Large Language Models Meet User Interfaces: The Case of Provisioning Feedback
Stanislav Pozdniakov, Jonathan Brazil, Solmaz Abdi, Aneesha Bakharia, Shazia Sadiq, Dragan Gasevic, Paul Denny, Hassan Khosravi
TL;DR
The paper argues that GenAI and LLMs hold promise for enhancing education but that prevalent CUI-based use suffers from AI-literacy, privacy, and governance challenges. It presents a two-component design framework—application design and interaction design—that aims to reduce AI-proficiency barriers and place educator oversight at the center of workflow. The framework is instantiated in Feedback Copilot, a tool that generates personalized open-response feedback and autonomously flags outputs that need human review according to predefined criteria. An empirical study with 338 students shows that an advanced, role-informed prompting variant improves feedback quality, while lower-performing students tend to receive lower-quality feedback unless instructors oversee and intervene.
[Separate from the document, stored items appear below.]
//! Prometheus HTTP API handlers
//!
//! Query endpoints answer with `{status, data{resultType, result}, stats?}`
//! on success and `{status: "error", errorType, error}` on failure. Remote
//! write acks with 204 even when series are dropped internally; drops are
//! visible through the writer counters.

use crate::api::ApiState;
use crate::cache::CacheKind;
use crate::config::ConfigPatch;
use crate::ingest::resolve_series;
use crate::query::promql::{PromQueryParams, PromSeriesParams};
use crate::wire;
use crate::Error;

use axum::body::Bytes;
use axum::extract::{Path, Query, RawQuery, State};
use axum::http::{header, StatusCode};
use axum::response::{IntoResponse, Response};
use axum::Json;
use serde::{Deserialize, Serialize};
use std::collections::BTreeMap;
use std::collections::HashMap;
use tracing::debug;

/// Error envelope for all query APIs
#[derive(Debug, Serialize)]
pub struct ErrorEnvelope {
    pub status: String,
    #[serde(rename = "errorType")]
    pub error_type: String,
    pub error: String,
}

fn error_response(e: &Error) -> Response {
    let status = match e {
        Error::RateExceeded => StatusCode::TOO_MANY_REQUESTS,
        Error::Parse(_) | Error::Translation(_) | Error::RogueField(_) => StatusCode::BAD_REQUEST,
        _ => StatusCode::INTERNAL_SERVER_ERROR,
    };
    (
        status,
        Json(ErrorEnvelope {
            status: "error".to_string(),
            error_type: e.error_type().to_string(),
            error: e.to_string(),
        }),
    )
        .into_response()
}

fn now_seconds() -> String {
    chrono::Utc::now().timestamp().to_string()
}

/// Instant query parameters
#[derive(Debug, Deserialize)]
pub struct InstantQueryParams {
    pub query: String,
    #[serde(default)]
    pub time: Option<String>,
    #[serde(default)]
    pub debug: Option<bool>,
}

/// Instant query endpoint
///
/// GET/POST /api/v1/query
pub async fn instant_query(
    State(state): State<ApiState>,
    Query(params): Query<InstantQueryParams>,
) -> Response {
    let args = PromQueryParams {
        promql: params.query,
        start_time: params.time.unwrap_or_else(now_seconds),
        debug: params.debug.unwrap_or_default(),
        ..Default::default()
    };
    match state.executor.instant_query(&args).await {
        Ok(resp) => Json(resp).into_response(),
        Err(e) => error_response(&e),
    }
}

/// Range query parameters
#[derive(Debug, Deserialize)]
pub struct RangeQueryParams {
    pub query: String,
    pub start: String,
    pub end: String,
    pub step: String,
    #[serde(default)]
    pub debug: Option<bool>,
}

/// Range query endpoint
///
/// GET/POST /api/v1/query_range
pub async fn range_query(
    State(state): State<ApiState>,
    Query(params): Query<RangeQueryParams>,
) -> Response {
    let args = PromQueryParams {
        promql: params.query,
        start_time: params.start,
        end_time: params.end,
        step: params.step,
        debug: params.debug.unwrap_or_default(),
    };
    match state.executor.range_query(&args).await {
        Ok(resp) => Json(resp).into_response(),
        Err(e) => error_response(&e),
    }
}

/// Series response
#[derive(Debug, Serialize)]
pub struct SeriesResponse {
    pub status: String,
    pub data: Vec<BTreeMap<String, String>>,
}

/// Series endpoint; `match[]` repeats, so the query string is parsed by hand
///
/// GET/POST /api/v1/series
pub async fn series(
    State(state): State<ApiState>,
    RawQuery(raw): RawQuery,
    body: String,
) -> Response {
    let mut pairs = parse_query_pairs(raw.as_deref().unwrap_or_default());
    pairs.extend(parse_query_pairs(&body));

    let params = PromSeriesParams {
        matchers: pairs
            .iter()
            .filter(|(k, _)| k == "match[]")
            .map(|(_, v)| v.clone())
            .collect(),
        start_time: single_param(&pairs, "start").unwrap_or_else(now_seconds),
        end_time: single_param(&pairs, "end").unwrap_or_else(now_seconds),
    };
    match state.executor.series(&params).await {
        Ok(data) => Json(SeriesResponse {
            status: "success".to_string(),
            data,
        })
        .into_response(),
        Err(e) => error_response(&e),
    }
}

/// Label values response
#[derive(Debug, Serialize)]
pub struct LabelValuesResponse {
    pub status: String,
    pub data: Vec<String>,
}

/// Get values for a specific label
///
/// GET /api/v1/label/{name}/values
pub async fn label_values(State(state): State<ApiState>, Path(name): Path<String>) -> Response {
    match state.executor.label_values(&name).await {
        Ok(data) => Json(LabelValuesResponse {
            status: "success".to_string(),
            data,
        })
        .into_response(),
        Err(e) => error_response(&e),
    }
}

/// Remote read endpoint: snappy-compressed protobuf in and out
///
/// POST /api/v1/read
pub async fn remote_read(State(state): State<ApiState>, body: Bytes) -> Response {
    let req = match wire::decode_read_request(&body) {
        Ok(req) => req,
        Err(e) => return error_response(&e),
    };
    match state.executor.remote_read(&req).await {
        Ok(resp) => match wire::encode_read_response(&resp) {
            Ok(encoded) => (
                [
                    (header::CONTENT_TYPE, "application/x-protobuf"),
                    (header::CONTENT_ENCODING, "snappy"),
                ],
                encoded,
            )
                .into_response(),
            Err(e) => error_response(&e),
        },
        Err(e) => error_response(&e),
    }
}

/// Remote write endpoint
///
/// POST /api/v1/write
/// Content-Encoding: snappy
/// Content-Type: application/x-protobuf
pub async fn remote_write(State(state): State<ApiState>, body: Bytes) -> Response {
    let req = match wire::decode_write_request(&body) {
        Ok(req) => req,
        Err(_) => return StatusCode::BAD_REQUEST.into_response(),
    };

    // Group resolved series into homogeneous (metric, width) batches; the
    // first series of a group carries the flow tags for the whole batch.
    struct Group {
        samples: Vec<crate::ingest::Sample>,
        series: wire::TimeSeries,
        label_name_ids: Vec<u32>,
        label_value_ids: Vec<u32>,
    }
    let mut groups: HashMap<(String, usize), Group> = HashMap::new();
    let mut skipped = 0usize;

    for ts in &req.timeseries {
        let Some(resolved) = resolve_series(&state.cache, ts) else {
            // IDs not assigned yet; the upstream queue re-presents the data
            skipped += 1;
            continue;
        };
        let width = resolved
            .samples
            .first()
            .map(|s| s.app_label_value_ids.len())
            .unwrap_or(1);
        match groups.entry((resolved.metric_name.clone(), width)) {
            std::collections::hash_map::Entry::Occupied(mut entry) => {
                entry.get_mut().samples.extend(resolved.samples);
            }
            std::collections::hash_map::Entry::Vacant(entry) => {
                entry.insert(Group {
                    samples: resolved.samples,
                    series: ts.clone(),
                    label_name_ids: resolved.label_name_ids,
                    label_value_ids: resolved.label_value_ids,
                });
            }
        }
    }
    if skipped > 0 {
        state.writer.counters().add_skipped_series(skipped as u64);
        debug!(skipped, "series without assigned IDs skipped");
    }

    for ((metric_name, _width), group) in groups {
        state
            .writer
            .write_batch(
                group.samples,
                &metric_name,
                &group.series,
                &group.label_name_ids,
                &group.label_value_ids,
            )
            .await;
    }

    StatusCode::NO_CONTENT.into_response()
}

/// Debug cache snapshot parameters
#[derive(Debug, Deserialize)]
pub struct DebugCacheParams {
    /// Comma-separated cache kinds; defaults to `all`
    #[serde(default)]
    pub kind: Option<String>,
}

/// Serialize the requested sub-caches
///
/// GET /debug/cache
pub async fn debug_cache(
    State(state): State<ApiState>,
    Query(params): Query<DebugCacheParams>,
) -> Response {
    let spec = params.kind.unwrap_or_else(|| "all".to_string());
    let mut kinds = Vec::new();
    for part in spec.split(',').filter(|s| !s.is_empty()) {
        match part.parse::<CacheKind>() {
            Ok(kind) => kinds.push(kind),
            Err(e) => return error_response(&e),
        }
    }
    Json(state.cache.debug_snapshot(&kinds)).into_response()
}

/// Config update response
#[derive(Debug, Serialize)]
pub struct ConfigResponse {
    pub status: String,
}

/// Apply a runtime config patch; unknown fields are rejected
///
/// POST /api/v1/config
pub async fn update_config(
    State(state): State<ApiState>,
    Json(body): Json<serde_json::Value>,
) -> Response {
    if let Err(e) = state.config_schema.check(&body) {
        return error_response(&e);
    }
    let patch: ConfigPatch = match serde_json::from_value(body) {
        Ok(patch) => patch,
        Err(e) => return error_response(&Error::Parse(e.to_string())),
    };
    state.config.write().apply(&patch);
    Json(ConfigResponse {
        status: "success".to_string(),
    })
    .into_response()
}

fn single_param(pairs: &[(String, String)], name: &str) -> Option<String> {
    pairs
        .iter()
        .find(|(k, _)| k == name)
        .map(|(_, v)| v.clone())
}

fn parse_query_pairs(query: &str) -> Vec<(String, String)> {
    query
        .split('&')
        .filter(|s| !s.is_empty())
        .map(|pair| {
            let (k, v) = pair.split_once('=').unwrap_or((pair, ""));
            (percent_decode(k), percent_decode(v))
        })
        .collect()
}

fn percent_decode(s: &str) -> String {
    fn hex(b: u8) -> Option<u8> {
        match b {
            b'0'..=b'9' => Some(b - b'0'),
            b'a'..=b'f' => Some(b - b'a' + 10),
            b'A'..=b'F' => Some(b - b'A' + 10),
            _ => None,
        }
    }

    let bytes = s.as_bytes();
    let mut out = Vec::with_capacity(bytes.len());
    let mut i = 0;
    while i < bytes.len() {
        match bytes[i] {
            b'%' if i + 2 < bytes.len() => {
                if let (Some(hi), Some(lo)) = (hex(bytes[i + 1]), hex(bytes[i + 2])) {
                    out.push(hi * 16 + lo);
                    i += 3;
                } else {
                    out.push(b'%');
                    i += 1;
                }
            }
            b'+' => {
                out.push(b' ');
                i += 1;
            }
            b => {
                out.push(b);
                i += 1;
            }
        }
    }
    String::from_utf8_lossy(&out).into_owned()
}

#[cfg(test)]
mod tests {
    use super::*;

    #[test]
    fn test_parse_query_pairs_repeated_keys() {
        let pairs = parse_query_pairs("match[]=up&match[]=node_load1&start=1700000000");
        let matches: Vec<_> = pairs
            .iter()
            .filter(|(k, _)| k == "match[]")
            .map(|(_, v)| v.as_str())
            .collect();
        assert_eq!(matches, vec!["up", "node_load1"]);
        assert_eq!(single_param(&pairs, "start").as_deref(), Some("1700000000"));
    }

    #[test]
    fn test_percent_decoding() {
        let pairs = parse_query_pairs("match%5B%5D=up%7Bjob%3D%22node%22%7D&q=a+b");
        assert_eq!(pairs[0].0, "match[]");
        assert_eq!(pairs[0].1, r#"up{job="node"}"#);
        assert_eq!(pairs[1].1, "a b");
    }
}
The work offers practical guidance for researchers, educators, and technologists on building ethical, effective GenAI-enabled educational tools that augment, rather than replace, human instruction.
Abstract
Incorporating Generative AI (GenAI) and Large Language Models (LLMs) in education can enhance teaching efficiency and enrich student learning. Current LLM usage involves conversational user interfaces (CUIs) for tasks like generating materials or providing feedback. However, this presents challenges including the need for educator expertise in AI and CUIs, ethical concerns with high-stakes decisions, and privacy risks. CUIs also struggle with complex tasks. To address these, we propose transitioning from CUIs to user-friendly applications leveraging LLMs via API calls. We present a framework for ethically incorporating GenAI into educational tools and demonstrate its application in our tool, Feedback Copilot, which provides personalized feedback on student assignments. Our evaluation shows the effectiveness of this approach, with implications for GenAI researchers, educators, and technologists. This work charts a course for the future of GenAI in education.